• _Work to complete_:
Could you reproduce, from the records below, everything from the line with "while let Ok(Some(line))" down to the line with "The JS/TS parser", keeping both of those lines and changing nothing?

• _Dataset excerpts_:

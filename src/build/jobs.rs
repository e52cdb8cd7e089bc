//! Job discovery for the production builder (spec §4.H "Jobs"): finds
//! every `src/jobs/**/job.ts` file and computes its display name.

use crate::fs::{walk_files, FileSystem};
use crate::router::FileRef;
use anyhow::Result;
use std::path::Path;

/// One discovered job module: its file and the directory-relative
/// display name used in log lines (spec: "directory-relative path with
/// trailing `/job.ts` stripped").
#[derive(Clone, Debug)]
pub struct JobFile {
    pub display_name: String,
    pub file: FileRef,
}

/// Walk `jobs_root` (typically `src/jobs`) for files literally named
/// `job.ts`, returning them in sorted path order so the generated
/// backend entry's import order is deterministic.
pub async fn discover_jobs(fs: &dyn FileSystem, jobs_root: &Path) -> Result<Vec<JobFile>> {
    let mut out = Vec::new();
    for rel in walk_files(fs, jobs_root).await? {
        if rel.file_name().and_then(|n| n.to_str()) != Some("job.ts") {
            continue;
        }
        let display_name = rel
            .to_string_lossy()
            .replace('\\', "/")
            .trim_end_matches("/job.ts")
            .to_string();
        out.push(JobFile {
            display_name,
            file: FileRef {
                path: jobs_root.join(&rel),
            },
        });
    }
    out.sort_by(|a, b| a.display_name.cmp(&b.display_name));
    Ok(out)
}
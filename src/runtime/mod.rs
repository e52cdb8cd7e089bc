//! The script execution collaborator: actually running user-authored
//! JS/TS (API route handlers, middleware, guards, server actions,
//! `src/startup.ts`, jobs) happens in a subprocess, not in this core —
//! the specification's out-of-scope list names the JSX runtime and
//! bundler as external collaborators for the same reason. What *is* in
//! scope, and implemented here plus `router::middleware`, is the
//! middleware chain's composition contract (spec §4.D): this core drives
//! the outermost-to-innermost loop itself, invoking each middleware
//! module's `default` export twice through [`ScriptRuntime`] (once
//! before the inner chain/handler runs, once after), rather than handing
//! the chain to the worker as inert metadata.
//!
//! This module defines the seam: a [`ScriptRuntime`] trait the dev server
//! and production entry call into, with an adapter that shells out to a
//! long-lived Node.js worker subprocess over line-delimited JSON — the
//! same shape as the wire codec uses for RPC bodies, so a call's
//! arguments and return value cross the process boundary with the same
//! fidelity they'd have over HTTP.

use crate::wire::Wire;
use anyhow::{anyhow, bail, Context, Result};
use serde::{Deserialize, Serialize};
use std::path::PathBuf;
use std::process::Stdio;
use std::sync::atomic::{AtomicU64, Ordering};
use tokio::io::{AsyncBufReadExt, AsyncWriteExt, BufReader};
use tokio::process::{Child, ChildStdin, Command};
use tokio::sync::{oneshot, Mutex};

/// One invocation of an exported function in a loaded module. Middleware
/// chain composition (spec §4.D) is not part of this shape — it's driven
/// by `router::middleware::run_chain`, which issues one `Invocation` per
/// phase per middleware module, then one more for the terminal handler.
#[derive(Clone, Debug)]
pub struct Invocation {
    pub module_path: String,
    pub export_name: String,
    pub args: Vec<Wire>,
}

pub trait ScriptRuntime: Send + Sync {
    fn invoke<'a>(&'a self, call: Invocation) -> crate::fs::BoxFuture<'a, Result<Wire>>;
}

#[derive(Serialize)]
struct WorkerRequest<'a> {
    id: u64,
    module_path: &'a str,
    export_name: &'a str,
    args: Vec<serde_json::Value>,
}

#[derive(Deserialize)]
struct WorkerResponse {
    id: u64,
    #[serde(default)]
    result: Option<serde_json::Value>,
    #[serde(default)]
    error: Option<String>,
}

/// Drives a single persistent `node` subprocess that loads modules
/// on demand and executes exported functions, communicating over
/// newline-delimited JSON on stdin/stdout (spec §6 "out of scope: the
/// JSX component runtime" — this is the load-bearing half that lets
/// the rest of the core stay pure Rust).
type PendingMap = std::collections::HashMap<u64, oneshot::Sender<WorkerResponse>>;

pub struct NodeWorkerRuntime {
    stdin: Mutex<ChildStdin>,
    pending: std::sync::Arc<Mutex<PendingMap>>,
    next_id: AtomicU64,
    _child: Mutex<Child>,
}

impl NodeWorkerRuntime {
    /// Spawn the worker script (generated alongside the project, or a
    /// fixed runtime script shipped with the framework) rooted at
    /// `project_root`.
    pub async fn spawn(node_binary: &std::path::Path, worker_script: PathBuf, project_root: &std::path::Path) -> Result<Self> {
        let mut child = Command::new(node_binary)
            .arg(&worker_script)
            .current_dir(project_root)
            .stdin(Stdio::piped())
            .stdout(Stdio::piped())
            .stderr(Stdio::inherit())
            .spawn()
            .with_context(|| format!("spawning node worker {}", worker_script.display()))?;

        let stdin = child.stdin.take().ok_or_else(|| anyhow!("worker stdin not piped"))?;
        let stdout = child.stdout.take().ok_or_else(|| anyhow!("worker stdout not piped"))?;

        let pending: std::sync::Arc<Mutex<PendingMap>> = Default::default();
        let reader_pending = pending.clone();
        tokio::spawn(async move {
            let mut lines = BufReader::new(stdout).lines();
            while let Ok(Some(line)) = lines.next_line().await {
                let Ok(response) = serde_json::from_str::<WorkerResponse>(&line) else {
                    continue;
                };
                if let Some(sender) = reader_pending.lock().await.remove(&response.id) {
                    let _ = sender.send(response);
                }
            }
        });

        Ok(Self {
            stdin: Mutex::new(stdin),
            pending,
            next_id: AtomicU64::new(1),
            _child: Mutex::new(child),
        })
    }
}

impl ScriptRuntime for NodeWorkerRuntime {
    fn invoke<'a>(&'a self, call: Invocation) -> crate::fs::BoxFuture<'a, Result<Wire>> {
        Box::pin(async move {
            let id = self.next_id.fetch_add(1, Ordering::SeqCst);
            let (tx, rx) = oneshot::channel();
            self.pending.lock().await.insert(id, tx);

            let request = WorkerRequest {
                id,
                module_path: &call.module_path,
                export_name: &call.export_name,
                args: call.args.iter().map(crate::wire::encode).collect(),
            };
            let mut line = serde_json::to_string(&request)?;
            line.push('\n');
            self.stdin.lock().await.write_all(line.as_bytes()).await?;

            let response = rx.await.context("node worker closed before responding")?;
            if let Some(error) = response.error {
                bail!("{error}");
            }
            match response.result {
                Some(value) => crate::wire::decode(&value),
                None => Ok(Wire::Undefined),
            }
        })
    }
}
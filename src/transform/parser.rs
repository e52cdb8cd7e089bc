//! The JS/TS parser collaborator (spec §6 "Parser", §4.C "Server-action
//! shim generator" step 1-3): parses a source module and exposes its
//! export declarations with async-ness, for the shim generator to verify
//! against.

use anyhow::{anyhow, Result};
use swc_common::sync::Lrc;
use swc_common::{FileName, SourceMap};
use swc_ecma_ast::{Decl, DefaultDecl, ExportSpecifier, ModuleDecl, ModuleItem, Program};
use swc_ecma_parser::{lexer::Lexer, Parser, StringInput, Syntax, TsConfig};

/// One exported binding found at the top level of a module.
#[derive(Clone, Debug, PartialEq, Eq)]
pub struct ExportDecl {
    pub name: String,
    pub is_async: bool,
    pub kind: ExportKind,
}

#[derive(Clone, Copy, Debug, PartialEq, Eq)]
pub enum ExportKind {
    Named,
    Default,
    ReExport,
    Star,
}

#[derive(Clone, Debug, Default)]
pub struct ParsedModule {
    pub exports: Vec<ExportDecl>,
}

/// The collaborator boundary: any JS/TS parser able to enumerate a
/// module's exports can back the server-action shim generator.
pub trait ModuleParser: Send + Sync {
    fn parse(&self, source: &str, file_name: &str) -> Result<ParsedModule>;
}

/// Adapter over `swc_ecma_parser`, parsing in TSX mode (a superset that
/// also accepts plain `.ts`/`.js` syntax).
pub struct SwcModuleParser;

impl ModuleParser for SwcModuleParser {
    fn parse(&self, source: &str, file_name: &str) -> Result<ParsedModule> {
        let source_map: Lrc<SourceMap> = Default::default();
        let file = source_map.new_source_file(
            Lrc::new(FileName::Custom(file_name.to_string())),
            source.to_string(),
        );
        let syntax = Syntax::Typescript(TsConfig {
            tsx: true,
            ..Default::default()
        });
        let lexer = Lexer::new(
            syntax,
            swc_ecma_ast::EsVersion::EsNext,
            StringInput::from(&*file),
            None,
        );
        let mut parser = Parser::new_from(lexer);
        let program = parser
            .parse_program()
            .map_err(|err| anyhow!("parse error in {file_name}: {err:?}"))?;

        let module = match program {
            Program::Module(module) => module,
            Program::Script(_) => {
                return Err(anyhow!("{file_name} is not an ES module"));
            }
        };

        let mut exports = Vec::new();
        for item in &module.body {
            let ModuleItem::ModuleDecl(decl) = item else {
                continue;
            };
            collect_export(decl, &mut exports);
        }
        Ok(ParsedModule { exports })
    }
}

fn collect_export(decl: &ModuleDecl, exports: &mut Vec<ExportDecl>) {
    match decl {
        ModuleDecl::ExportDecl(export) => match &export.decl {
            Decl::Fn(func) => exports.push(ExportDecl {
                name: func.ident.sym.to_string(),
                is_async: func.function.is_async,
                kind: ExportKind::Named,
            }),
            Decl::Var(var) => {
                for declarator in &var.decls {
                    let Some(name) = binding_ident_name(declarator) else {
                        continue;
                    };
                    let is_async = declarator
                        .init
                        .as_deref()
                        .map(is_async_expr)
                        .unwrap_or(false);
                    exports.push(ExportDecl {
                        name,
                        is_async,
                        kind: ExportKind::Named,
                    });
                }
            }
            _ => {}
        },
        ModuleDecl::ExportDefaultDecl(export) => {
            let is_async = match &export.decl {
                DefaultDecl::Fn(func) => func.function.is_async,
                _ => false,
            };
            exports.push(ExportDecl {
                name: "default".to_string(),
                is_async,
                kind: ExportKind::Default,
            });
        }
        ModuleDecl::ExportDefaultExpr(export) => {
            exports.push(ExportDecl {
                name: "default".to_string(),
                is_async: is_async_expr(&export.expr),
                kind: ExportKind::Default,
            });
        }
        ModuleDecl::ExportNamed(export) => {
            if export.src.is_some() {
                for specifier in &export.specifiers {
                    if let ExportSpecifier::Named(named) = specifier {
                        let name = named
                            .exported
                            .as_ref()
                            .map(export_name_to_string)
                            .unwrap_or_else(|| export_name_to_string(&named.orig));
                        exports.push(ExportDecl {
                            name,
                            is_async: false,
                            kind: ExportKind::ReExport,
                        });
                    }
                }
            }
        }
        ModuleDecl::ExportAll(_) => {
            exports.push(ExportDecl {
                name: "*".to_string(),
                is_async: false,
                kind: ExportKind::Star,
            });
        }
        _ => {}
    }
}

fn export_name_to_string(name: &swc_ecma_ast::ModuleExportName) -> String {
    match name {
        swc_ecma_ast::ModuleExportName::Ident(ident) => ident.sym.to_string(),
        swc_ecma_ast::ModuleExportName::Str(s) => s.value.to_string(),
    }
}

fn binding_ident_name(declarator: &swc_ecma_ast::VarDeclarator) -> Option<String> {
    declarator.name.as_ident().map(|ident| ident.id.sym.to_string())
}

fn is_async_expr(expr: &swc_ecma_ast::Expr) -> bool {
    match expr {
        swc_ecma_ast::Expr::Fn(f) => f.function.is_async,
        swc_ecma_ast::Expr::Arrow(a) => a.is_async,
        _ => false,
    }
}

#[cfg(test)]
mod tests {
    use super::*;

    #[test]
    fn finds_named_async_function_export() {
        let parser = SwcModuleParser;
        let module = parser
            .parse("export async function updateUser(x) {}", "mod.ts")
            .unwrap();
        assert_eq!(module.exports.len(), 1);
        assert_eq!(module.exports[0].name, "updateUser");
        assert!(module.exports[0].is_async);
    }

    #[test]
    fn flags_non_async_export() {
        let parser = SwcModuleParser;
        let module = parser
            .parse("export function updateUser(x) {}", "mod.ts")
            .unwrap();
        assert!(!module.exports[0].is_async);
    }

    #[test]
    fn detects_export_star() {
        let parser = SwcModuleParser;
        let module = parser.parse("export * from './other';", "mod.ts").unwrap();
        assert_eq!(module.exports[0].kind, ExportKind::Star);
    }

    #[test]
    fn default_exported_arrow_function_async() {
        let parser = SwcModuleParser;
        let module = parser
            .parse("export default async (x) => x;", "mod.ts")
            .unwrap();
        assert_eq!(module.exports[0].kind, ExportKind::Default);
        assert!(module.exports[0].is_async);
    }
}
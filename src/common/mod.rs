//! Common functionality and types shared across the core.

use console::Emoji;
use std::path::{Component, Path, PathBuf};

pub static BUILDING: Emoji = Emoji("📦 ", "");
pub static SUCCESS: Emoji = Emoji("✅ ", "");
pub static ERROR: Emoji = Emoji("❌ ", "");
pub static SERVER: Emoji = Emoji("📡 ", "");
pub static LOCAL: Emoji = Emoji("🏠 ", "");
pub static NETWORK: Emoji = Emoji("💻 ", "");
pub static STARTING: Emoji = Emoji("🚀 ", "");
pub static WATCH: Emoji = Emoji("👀 ", "");

/// Normalize a URL path string the way route matching expects: backslashes
/// become forward slashes, `.` components are dropped, and the result never
/// carries a leading or trailing slash.
pub fn normalize_path_string(path: &str) -> String {
    let replaced = path.replace('\\', "/");
    let mut out = Vec::new();
    for part in replaced.split('/') {
        match part {
            "" | "." => continue,
            other => out.push(other),
        }
    }
    out.join("/")
}

/// Normalize a relative filesystem path to posix-style forward slashes,
/// collapsing `.` and `..` components, used as the canonical form for cache
/// keys and route file references.
pub fn normalize_rel_path(path: &Path) -> String {
    let mut parts: Vec<String> = Vec::new();
    for component in path.components() {
        match component {
            Component::Normal(seg) => parts.push(seg.to_string_lossy().replace('\\', "/")),
            Component::CurDir => {}
            Component::RootDir | Component::Prefix(_) => {}
            Component::ParentDir => {
                parts.pop();
            }
        }
    }
    parts.join("/")
}

/// Strip a recognized JS/TS extension off a path string, if present.
pub fn strip_js_extension(path: &str) -> &str {
    for ext in [".tsx", ".ts", ".jsx", ".js", ".mjs", ".cjs"] {
        if let Some(stripped) = path.strip_suffix(ext) {
            return stripped;
        }
    }
    path
}

/// Candidate suffixes tried, in order, when resolving a bare module
/// specifier or directory to a concrete source file.
pub const SOURCE_CANDIDATE_SUFFIXES: &[&str] = &[
    "",
    ".ts",
    ".tsx",
    ".js",
    ".jsx",
    "/index.ts",
    "/index.tsx",
    "/index.js",
    "/index.jsx",
];

/// The default slow-request threshold used when `PEAQUE_PERF_LOG` is set
/// to `true` without a more specific value.
pub const DEFAULT_PERF_LOG_THRESHOLD_MS: u64 = 1000;

/// Parse the `PEAQUE_PERF_LOG` env var into a slow-request threshold
/// (spec §4.K): unset or `false`/`0` disables per-request perf warnings
/// entirely; `true` enables them at [`DEFAULT_PERF_LOG_THRESHOLD_MS`]; any
/// other value is parsed as an explicit millisecond threshold, falling
/// back to disabled if it doesn't parse. Takes the raw value rather than
/// reading the env directly so the threshold logic is unit-testable.
pub fn parse_perf_log_threshold(raw: Option<&str>) -> Option<std::time::Duration> {
    match raw?.trim() {
        "" | "0" | "false" => None,
        "true" => Some(std::time::Duration::from_millis(DEFAULT_PERF_LOG_THRESHOLD_MS)),
        other => other.parse::<u64>().ok().map(std::time::Duration::from_millis),
    }
}

/// Join a project-relative path onto a root, guaranteeing the result stays
/// contained within `root`. Returns `None` if any `..` segment appears,
/// which is treated as an escape attempt regardless of where it occurs.
pub fn join_contained(root: &Path, rel: &str) -> Option<PathBuf> {
    let mut resolved = root.to_path_buf();
    for segment in rel.split('/') {
        match segment {
            "" | "." => continue,
            ".." => return None,
            other => resolved.push(other),
        }
    }
    Some(resolved)
}

#[cfg(test)]
mod tests {
    use super::*;

    #[test]
    fn normalizes_backslashes_and_dots() {
        assert_eq!(normalize_path_string("./foo\\bar/"), "foo/bar");
        assert_eq!(normalize_path_string("//a//b//"), "a/b");
    }

    #[test]
    fn perf_log_threshold_disabled_when_unset_or_falsy() {
        assert_eq!(parse_perf_log_threshold(None), None);
        assert_eq!(parse_perf_log_threshold(Some("false")), None);
        assert_eq!(parse_perf_log_threshold(Some("0")), None);
    }

    #[test]
    fn perf_log_threshold_true_uses_default() {
        assert_eq!(
            parse_perf_log_threshold(Some("true")),
            Some(std::time::Duration::from_millis(DEFAULT_PERF_LOG_THRESHOLD_MS))
        );
    }

    #[test]
    fn perf_log_threshold_accepts_explicit_milliseconds() {
        assert_eq!(parse_perf_log_threshold(Some("250")), Some(std::time::Duration::from_millis(250)));
    }

    #[test]
    fn perf_log_threshold_falls_back_to_disabled_on_garbage() {
        assert_eq!(parse_perf_log_threshold(Some("not-a-number")), None);
    }

    #[test]
    fn join_contained_rejects_escape() {
        let root = Path::new("/project");
        assert_eq!(
            join_contained(root, "a/b"),
            Some(PathBuf::from("/project/a/b"))
        );
        assert_eq!(join_contained(root, "../etc/passwd"), None);
        assert_eq!(join_contained(root, "a/../../etc"), None);
    }
}
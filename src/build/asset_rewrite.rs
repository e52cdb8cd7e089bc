//! Rewriting literal public-asset references inside bundled JS/CSS (spec
//! §4.H steps 3-4): any quoted absolute path that names a file actually
//! present under `src/public/` gets the asset prefix spliced in.
//!
//! CSS `url(...)` references are rewritten too, with or without quotes
//! (spec §9 open questions: the source matches both forms; only the
//! unquoted form is explicitly tested, so an implementer should handle
//! both for safety).

use std::collections::BTreeSet;

/// Rewrite every quoted literal in `source` that exactly names a path in
/// `public_paths` (each entry is `/`-leading, relative to `src/public`),
/// prefixing it with `/<asset_prefix>`, plus any CSS `url(...)` reference
/// (quoted or bare) naming such a path.
pub fn rewrite_asset_references(
    source: &str,
    public_paths: &BTreeSet<String>,
    asset_prefix: &str,
) -> String {
    if public_paths.is_empty() {
        return source.to_string();
    }

    let mut out = String::with_capacity(source.len());
    let bytes = source.as_bytes();
    let mut i = 0;
    while i < bytes.len() {
        let quote = bytes[i];
        if quote == b'"' || quote == b'\'' {
            if let Some(end) = find_matching_quote(source, i + 1, quote) {
                let literal = &source[i + 1..end];
                if public_paths.contains(literal) {
                    out.push(quote as char);
                    out.push('/');
                    out.push_str(asset_prefix);
                    out.push_str(literal);
                    out.push(quote as char);
                    i = end + 1;
                    continue;
                }
            }
        }
        if source[i..].starts_with("url(") {
            if let Some((literal_start, literal_end, close)) = bare_url_literal(source, i + 4) {
                let literal = &source[literal_start..literal_end];
                if public_paths.contains(literal) {
                    out.push_str("url(");
                    out.push('/');
                    out.push_str(asset_prefix);
                    out.push_str(literal);
                    out.push(')');
                    i = close + 1;
                    continue;
                }
            }
        }
        out.push(source[i..].chars().next().unwrap());
        i += source[i..].chars().next().unwrap().len_utf8();
    }
    out
}

/// Find an unquoted `url(<path>)` literal starting right after `url(`.
/// Returns `(literal_start, literal_end, index_of_closing_paren)`, or
/// `None` if the content is quoted (handled by the main quote scan) or
/// doesn't close on the same line.
fn bare_url_literal(source: &str, from: usize) -> Option<(usize, usize, usize)> {
    let bytes = source.as_bytes();
    if from >= bytes.len() || bytes[from] == b'"' || bytes[from] == b'\'' {
        return None;
    }
    let mut i = from;
    while i < bytes.len() {
        match bytes[i] {
            b')' => return Some((from, i, i)),
            b'\n' => return None,
            _ => i += 1,
        }
    }
    None
}

fn find_matching_quote(source: &str, from: usize, quote: u8) -> Option<usize> {
    let bytes = source.as_bytes();
    let mut i = from;
    while i < bytes.len() {
        if bytes[i] == b'\\' {
            i += 2;
            continue;
        }
        if bytes[i] == quote {
            return Some(i);
        }
        if bytes[i] == b'\n' {
            return None;
        }
        i += 1;
    }
    None
}
//! Reachable-route enumeration for the production builder (spec §4.H
//! steps 1, 7-8): walks a built route tree the same way
//! [`crate::router::matcher::collect_patterns`] does, but keeps each
//! node's own file bindings alongside the pattern instead of discarding
//! them, since the builder needs the page/handler file and its stacks,
//! not just the pattern string.

use crate::router::{FileRef, RouteNode};

/// One reachable page route: its URL pattern plus the page file and the
/// ancestor-first stacks that apply to it.
#[derive(Clone, Debug)]
pub struct PageRouteEntry {
    pub pattern: String,
    pub page: FileRef,
    pub layouts: Vec<FileRef>,
    pub guards: Vec<FileRef>,
    pub heads: Vec<FileRef>,
}

/// One reachable API route: its URL pattern plus the handler file and
/// the middleware stack that applies to it.
#[derive(Clone, Debug)]
pub struct ApiRouteEntry {
    pub pattern: String,
    pub handler: FileRef,
    pub middleware: Vec<FileRef>,
}

pub fn collect_page_routes(root: &RouteNode) -> Vec<PageRouteEntry> {
    let mut out = Vec::new();
    let mut segments = Vec::new();
    walk_pages(root, &mut segments, &mut out);
    out
}

fn walk_pages(node: &RouteNode, segments: &mut Vec<String>, out: &mut Vec<PageRouteEntry>) {
    if let Some(page) = node.names.get("page") {
        out.push(PageRouteEntry {
            pattern: format!("/{}", segments.join("/")),
            page: page.clone(),
            layouts: node.stacks.get("layout").cloned().unwrap_or_default(),
            guards: node.stacks.get("guard").cloned().unwrap_or_default(),
            heads: node.stacks.get("heads").cloned().unwrap_or_default(),
        });
    }
    descend(node, segments, out, walk_pages);
}

pub fn collect_api_routes(root: &RouteNode) -> Vec<ApiRouteEntry> {
    let mut out = Vec::new();
    let mut segments = Vec::new();
    walk_api(root, &mut segments, &mut out);
    out
}

fn walk_api(node: &RouteNode, segments: &mut Vec<String>, out: &mut Vec<ApiRouteEntry>) {
    if let Some(handler) = node.names.get("handler") {
        out.push(ApiRouteEntry {
            pattern: format!("/{}", segments.join("/")),
            handler: handler.clone(),
            middleware: node.stacks.get("middleware").cloned().unwrap_or_default(),
        });
    }
    descend(node, segments, out, walk_api);
}

/// Shared child-recursion: static children (skipping excluded group
/// segments from the pattern), then the single param child, then the
/// single wildcard child — mirroring the tie-break order used for
/// matching (spec §4.B step 5).
fn descend<T>(
    node: &RouteNode,
    segments: &mut Vec<String>,
    out: &mut Vec<T>,
    mut visit: impl FnMut(&RouteNode, &mut Vec<String>, &mut Vec<T>) + Copy,
) {
    for (name, child) in &node.static_children {
        if !child.exclude_from_path {
            segments.push(name.clone());
        }
        visit(child, segments, out);
        if !child.exclude_from_path {
            segments.pop();
        }
    }
    if let Some(param_child) = &node.param_child {
        segments.push(format!(":{}", param_child.name));
        visit(&param_child.node, segments, out);
        segments.pop();
    }
    if let Some(wildcard_child) = &node.wildcard_child {
        segments.push(format!("*{}", wildcard_child.name));
        visit(&wildcard_child.node, segments, out);
        segments.pop();
    }
}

• _Finished exercise_:
            while let Ok(Some(line)) = lines.next_line().await {
                let Ok(response) = serde_json::from_str::<WorkerResponse>(&line) else {
                    continue;
                };
                if let Some(sender) = reader_pending.lock().await.remove(&response.id) {
                    let _ = sender.send(response);
                }
            }
        });

        Ok(Self {
            stdin: Mutex::new(stdin),
            pending,
            next_id: AtomicU64::new(1),
            _child: Mutex::new(child),
        })
    }
}

impl ScriptRuntime for NodeWorkerRuntime {
    fn invoke<'a>(&'a self, call: Invocation) -> crate::fs::BoxFuture<'a, Result<Wire>> {
        Box::pin(async move {
            let id = self.next_id.fetch_add(1, Ordering::SeqCst);
            let (tx, rx) = oneshot::channel();
            self.pending.lock().await.insert(id, tx);

            let request = WorkerRequest {
                id,
                module_path: &call.module_path,
                export_name: &call.export_name,
                args: call.args.iter().map(crate::wire::encode).collect(),
            };
            let mut line = serde_json::to_string(&request)?;
            line.push('\n');
            self.stdin.lock().await.write_all(line.as_bytes()).await?;

            let response = rx.await.context("node worker closed before responding")?;
            if let Some(error) = response.error {
                bail!("{error}");
            }
            match response.result {
                Some(value) => crate::wire::decode(&value),
                None => Ok(Wire::Undefined),
            }
        })
    }
}
filename src/transform/parser.rs
repository e52cdb8cd7e089bc
//! The JS/TS parser collaborator (spec §6 "Parser", §4.C "Server-action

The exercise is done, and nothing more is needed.